(Extracted information begins)

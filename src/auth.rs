//! Auth endpoints and account types.
//!
//! `AuthApi` drives the credential store lifecycle: logins store the issued
//! credentials, a successful refresh stores the renewed pair, and logout
//! clears everything.

use secrecy::SecretString;
use serde::{Deserialize, Serialize};
use serde_json::Value;

use crate::gateway::{ApiClient, ApiError};

/// Platform account record.
#[derive(Clone, Debug, Serialize, Deserialize, PartialEq, Eq)]
#[serde(rename_all = "camelCase")]
pub struct User {
    pub id: String,
    pub username: String,
    pub email: String,
    #[serde(skip_serializing_if = "Option::is_none")]
    pub full_name: Option<String>,
    #[serde(skip_serializing_if = "Option::is_none")]
    pub avatar: Option<String>,
    pub role: String,
    pub created_at: String,
    pub updated_at: String,
}

#[derive(Clone, Debug, Serialize, Deserialize, PartialEq, Eq)]
#[serde(rename_all = "camelCase")]
pub struct JwtLoginRequest {
    pub email: String,
    pub password: String,
    #[serde(skip_serializing_if = "Option::is_none")]
    pub remember_me: Option<bool>,
}

#[derive(Clone, Debug, Serialize, Deserialize, PartialEq, Eq)]
#[serde(rename_all = "camelCase")]
pub struct JwtLoginResponse {
    pub user: User,
    pub token: String,
    pub refresh_token: String,
    pub expires_in: u64,
}

#[derive(Clone, Debug, Serialize, Deserialize, PartialEq, Eq)]
#[serde(rename_all = "camelCase")]
pub struct LdapLoginRequest {
    pub username: String,
    pub password: String,
    pub domain: String,
}

#[derive(Clone, Debug, Serialize, Deserialize, PartialEq, Eq)]
#[serde(rename_all = "camelCase")]
pub struct LdapLoginResponse {
    pub user: User,
    pub token: String,
    pub session_id: String,
}

#[derive(Clone, Debug, Serialize, Deserialize, PartialEq, Eq)]
#[serde(rename_all = "camelCase")]
pub struct RegisterRequest {
    pub username: String,
    pub email: String,
    pub password: String,
    #[serde(skip_serializing_if = "Option::is_none")]
    pub full_name: Option<String>,
}

#[derive(Clone, Debug, Serialize, Deserialize, PartialEq, Eq)]
#[serde(rename_all = "camelCase")]
pub struct RefreshTokenRequest {
    pub refresh_token: String,
}

#[derive(Clone, Debug, Serialize, Deserialize, PartialEq, Eq)]
#[serde(rename_all = "camelCase")]
pub struct RefreshTokenResponse {
    pub token: String,
    pub refresh_token: String,
    pub expires_in: u64,
}

#[derive(Clone, Debug, Serialize, Deserialize, PartialEq, Eq)]
#[serde(rename_all = "camelCase")]
struct ChangePasswordRequest {
    old_password: String,
    new_password: String,
}

#[derive(Clone, Debug, Serialize, Deserialize, PartialEq, Eq)]
#[serde(rename_all = "camelCase")]
struct ResetPasswordRequest {
    token: String,
    new_password: String,
}

/// Borrowed view over [`ApiClient`] exposing the auth endpoints.
pub struct AuthApi<'a> {
    client: &'a ApiClient,
}

impl ApiClient {
    /// Returns the auth endpoint helpers.
    pub fn auth(&self) -> AuthApi<'_> {
        AuthApi { client: self }
    }
}

impl AuthApi<'_> {
    /// Logs in with email and password, storing the issued JWT pair.
    pub async fn jwt_login(
        &self,
        request: &JwtLoginRequest,
    ) -> Result<JwtLoginResponse, ApiError> {
        let response: JwtLoginResponse = self.client.post("/auth/jwt/login", request).await?;
        self.client.credentials().set_jwt(
            SecretString::new(response.token.clone()),
            SecretString::new(response.refresh_token.clone()),
        )?;
        Ok(response)
    }

    /// Logs in against the directory service, storing the session pair.
    pub async fn ldap_login(
        &self,
        request: &LdapLoginRequest,
    ) -> Result<LdapLoginResponse, ApiError> {
        let response: LdapLoginResponse = self.client.post("/auth/ldap/login", request).await?;
        self.client.credentials().set_session(
            SecretString::new(response.token.clone()),
            response.session_id.clone(),
        )?;
        Ok(response)
    }

    /// Exchanges a refresh token for a new pair and stores it.
    pub async fn refresh_token(
        &self,
        request: &RefreshTokenRequest,
    ) -> Result<RefreshTokenResponse, ApiError> {
        let response: RefreshTokenResponse =
            self.client.post("/auth/refresh-token", request).await?;
        self.client.credentials().set_jwt(
            SecretString::new(response.token.clone()),
            SecretString::new(response.refresh_token.clone()),
        )?;
        Ok(response)
    }

    /// Creates a new account.
    pub async fn register(&self, request: &RegisterRequest) -> Result<User, ApiError> {
        self.client.post("/auth/register", request).await
    }

    /// Logs out server-side, then clears the stored credentials.
    pub async fn logout(&self) -> Result<(), ApiError> {
        let _: Value = self.client.post_empty("/auth/logout").await?;
        self.client.credentials().clear()?;
        Ok(())
    }

    /// Fetches the currently authenticated account.
    pub async fn current_user(&self) -> Result<User, ApiError> {
        self.client.get("/auth/me").await
    }

    /// Changes the account password.
    pub async fn change_password(
        &self,
        old_password: impl Into<String>,
        new_password: impl Into<String>,
    ) -> Result<(), ApiError> {
        let request = ChangePasswordRequest {
            old_password: old_password.into(),
            new_password: new_password.into(),
        };
        let _: Value = self.client.post("/auth/change-password", &request).await?;
        Ok(())
    }

    /// Requests a password reset email.
    pub async fn request_password_reset(
        &self,
        email: impl Into<String>,
    ) -> Result<(), ApiError> {
        let body = serde_json::json!({ "email": email.into() });
        let _: Value = self.client.post("/auth/forgot-password", &body).await?;
        Ok(())
    }

    /// Completes a password reset with the emailed token.
    pub async fn reset_password(
        &self,
        token: impl Into<String>,
        new_password: impl Into<String>,
    ) -> Result<(), ApiError> {
        let request = ResetPasswordRequest {
            token: token.into(),
            new_password: new_password.into(),
        };
        let _: Value = self.client.post("/auth/reset-password", &request).await?;
        Ok(())
    }

    /// Checks whether the stored token or session is still valid.
    pub async fn verify(&self) -> bool {
        self.client.get::<Value>("/auth/verify").await.is_ok()
    }
}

(Extracted information ends)

Task goal — Each and every entry needs to be repeated exactly.

Solution —
filename src/auth.rs
//! Auth endpoints and account types.
//!
//! `AuthApi` drives the credential store lifecycle: logins store the issued
//! credentials, a successful refresh stores the renewed pair, and logout
//! clears everything.

use secrecy::SecretString;
use serde::{Deserialize, Serialize};
use serde_json::Value;

use crate::gateway::{ApiClient, ApiError};

/// Platform account record.
#[derive(Clone, Debug, Serialize, Deserialize, PartialEq, Eq)]
#[serde(rename_all = "camelCase")]
pub struct User {
    pub id: String,
    pub username: String,
    pub email: String,
    #[serde(skip_serializing_if = "Option::is_none")]
    pub full_name: Option<String>,
    #[serde(skip_serializing_if = "Option::is_none")]
    pub avatar: Option<String>,
    pub role: String,
    pub created_at: String,
    pub updated_at: String,
}

#[derive(Clone, Debug, Serialize, Deserialize, PartialEq, Eq)]
#[serde(rename_all = "camelCase")]
pub struct JwtLoginRequest {
    pub email: String,
    pub password: String,
    #[serde(skip_serializing_if = "Option::is_none")]
    pub remember_me: Option<bool>,
}

#[derive(Clone, Debug, Serialize, Deserialize, PartialEq, Eq)]
#[serde(rename_all = "camelCase")]
pub struct JwtLoginResponse {
    pub user: User,
    pub token: String,
    pub refresh_token: String,
    pub expires_in: u64,
}

#[derive(Clone, Debug, Serialize, Deserialize, PartialEq, Eq)]
#[serde(rename_all = "camelCase")]
pub struct LdapLoginRequest {
    pub username: String,
    pub password: String,
    pub domain: String,
}

#[derive(Clone, Debug, Serialize, Deserialize, PartialEq, Eq)]
#[serde(rename_all = "camelCase")]
pub struct LdapLoginResponse {
    pub user: User,
    pub token: String,
    pub session_id: String,
}

#[derive(Clone, Debug, Serialize, Deserialize, PartialEq, Eq)]
#[serde(rename_all = "camelCase")]
pub struct RegisterRequest {
    pub username: String,
    pub email: String,
    pub password: String,
    #[serde(skip_serializing_if = "Option::is_none")]
    pub full_name: Option<String>,
}

#[derive(Clone, Debug, Serialize, Deserialize, PartialEq, Eq)]
#[serde(rename_all = "camelCase")]
pub struct RefreshTokenRequest {
    pub refresh_token: String,
}

#[derive(Clone, Debug, Serialize, Deserialize, PartialEq, Eq)]
#[serde(rename_all = "camelCase")]
pub struct RefreshTokenResponse {
    pub token: String,
    pub refresh_token: String,
    pub expires_in: u64,
}

#[derive(Clone, Debug, Serialize, Deserialize, PartialEq, Eq)]
#[serde(rename_all = "camelCase")]
struct ChangePasswordRequest {
    old_password: String,
    new_password: String,
}

#[derive(Clone, Debug, Serialize, Deserialize, PartialEq, Eq)]
#[serde(rename_all = "camelCase")]
struct ResetPasswordRequest {
    token: String,
    new_password: String,
}

/// Borrowed view over [`ApiClient`] exposing the auth endpoints.
pub struct AuthApi<'a> {
    client: &'a ApiClient,
}

impl ApiClient {
    /// Returns the auth endpoint helpers.
    pub fn auth(&self) -> AuthApi<'_> {
        AuthApi { client: self }
    }
}

impl AuthApi<'_> {
    /// Logs in with email and password, storing the issued JWT pair.
    pub async fn jwt_login(
        &self,
        request: &JwtLoginRequest,
    ) -> Result<JwtLoginResponse, ApiError> {
        let response: JwtLoginResponse = self.client.post("/auth/jwt/login", request).await?;
        self.client.credentials().set_jwt(
            SecretString::new(response.token.clone()),
            SecretString::new(response.refresh_token.clone()),
        )?;
        Ok(response)
    }

    /// Logs in against the directory service, storing the session pair.
    pub async fn ldap_login(
        &self,
        request: &LdapLoginRequest,
    ) -> Result<LdapLoginResponse, ApiError> {
        let response: LdapLoginResponse = self.client.post("/auth/ldap/login", request).await?;
        self.client.credentials().set_session(
            SecretString::new(response.token.clone()),
            response.session_id.clone(),
        )?;
        Ok(response)
    }

    /// Exchanges a refresh token for a new pair and stores it.
    pub async fn refresh_token(
        &self,
        request: &RefreshTokenRequest,
    ) -> Result<RefreshTokenResponse, ApiError> {
        let response: RefreshTokenResponse =
            self.client.post("/auth/refresh-token", request).await?;
        self.client.credentials().set_jwt(
            SecretString::new(response.token.clone()),
            SecretString::new(response.refresh_token.clone()),
        )?;
        Ok(response)
    }

    /// Creates a new account.
    pub async fn register(&self, request: &RegisterRequest) -> Result<User, ApiError> {
        self.client.post("/auth/register", request).await
    }

    /// Logs out server-side, then clears the stored credentials.
    pub async fn logout(&self) -> Result<(), ApiError> {
        let _: Value = self.client.post_empty("/auth/logout").await?;
        self.client.credentials().clear()?;
        Ok(())
    }

    /// Fetches the currently authenticated account.
    pub async fn current_user(&self) -> Result<User, ApiError> {
        self.client.get("/auth/me").await
    }

    /// Changes the account password.
    pub async fn change_password(
        &self,
        old_password: impl Into<String>,
        new_password: impl Into<String>,
    ) -> Result<(), ApiError> {
        let request = ChangePasswordRequest {
            old_password: old_password.into(),
            new_password: new_password.into(),
        };
        let _: Value = self.client.post("/auth/change-password", &request).await?;
        Ok(())
    }

    /// Requests a password reset email.
    pub async fn request_password_reset(
        &self,
        email: impl Into<String>,
    ) -> Result<(), ApiError> {
        let body = serde_json::json!({ "email": email.into() });
        let _: Value = self.client.post("/auth/forgot-password", &body).await?;
        Ok(())
    }

    /// Completes a password reset with the emailed token.
    pub async fn reset_password(
        &self,
        token: impl Into<String>,
        new_password: impl Into<String>,
    ) -> Result<(), ApiError> {
        let request = ResetPasswordRequest {
            token: token.into(),
            new_password: new_password.into(),
        };
        let _: Value = self.client.post("/auth/reset-password", &request).await?;
        Ok(())
    }

    /// Checks whether the stored token or session is still valid.
    pub async fn verify(&self) -> bool {
        self.client.get::<Value>("/auth/verify").await.is_ok()
    }
}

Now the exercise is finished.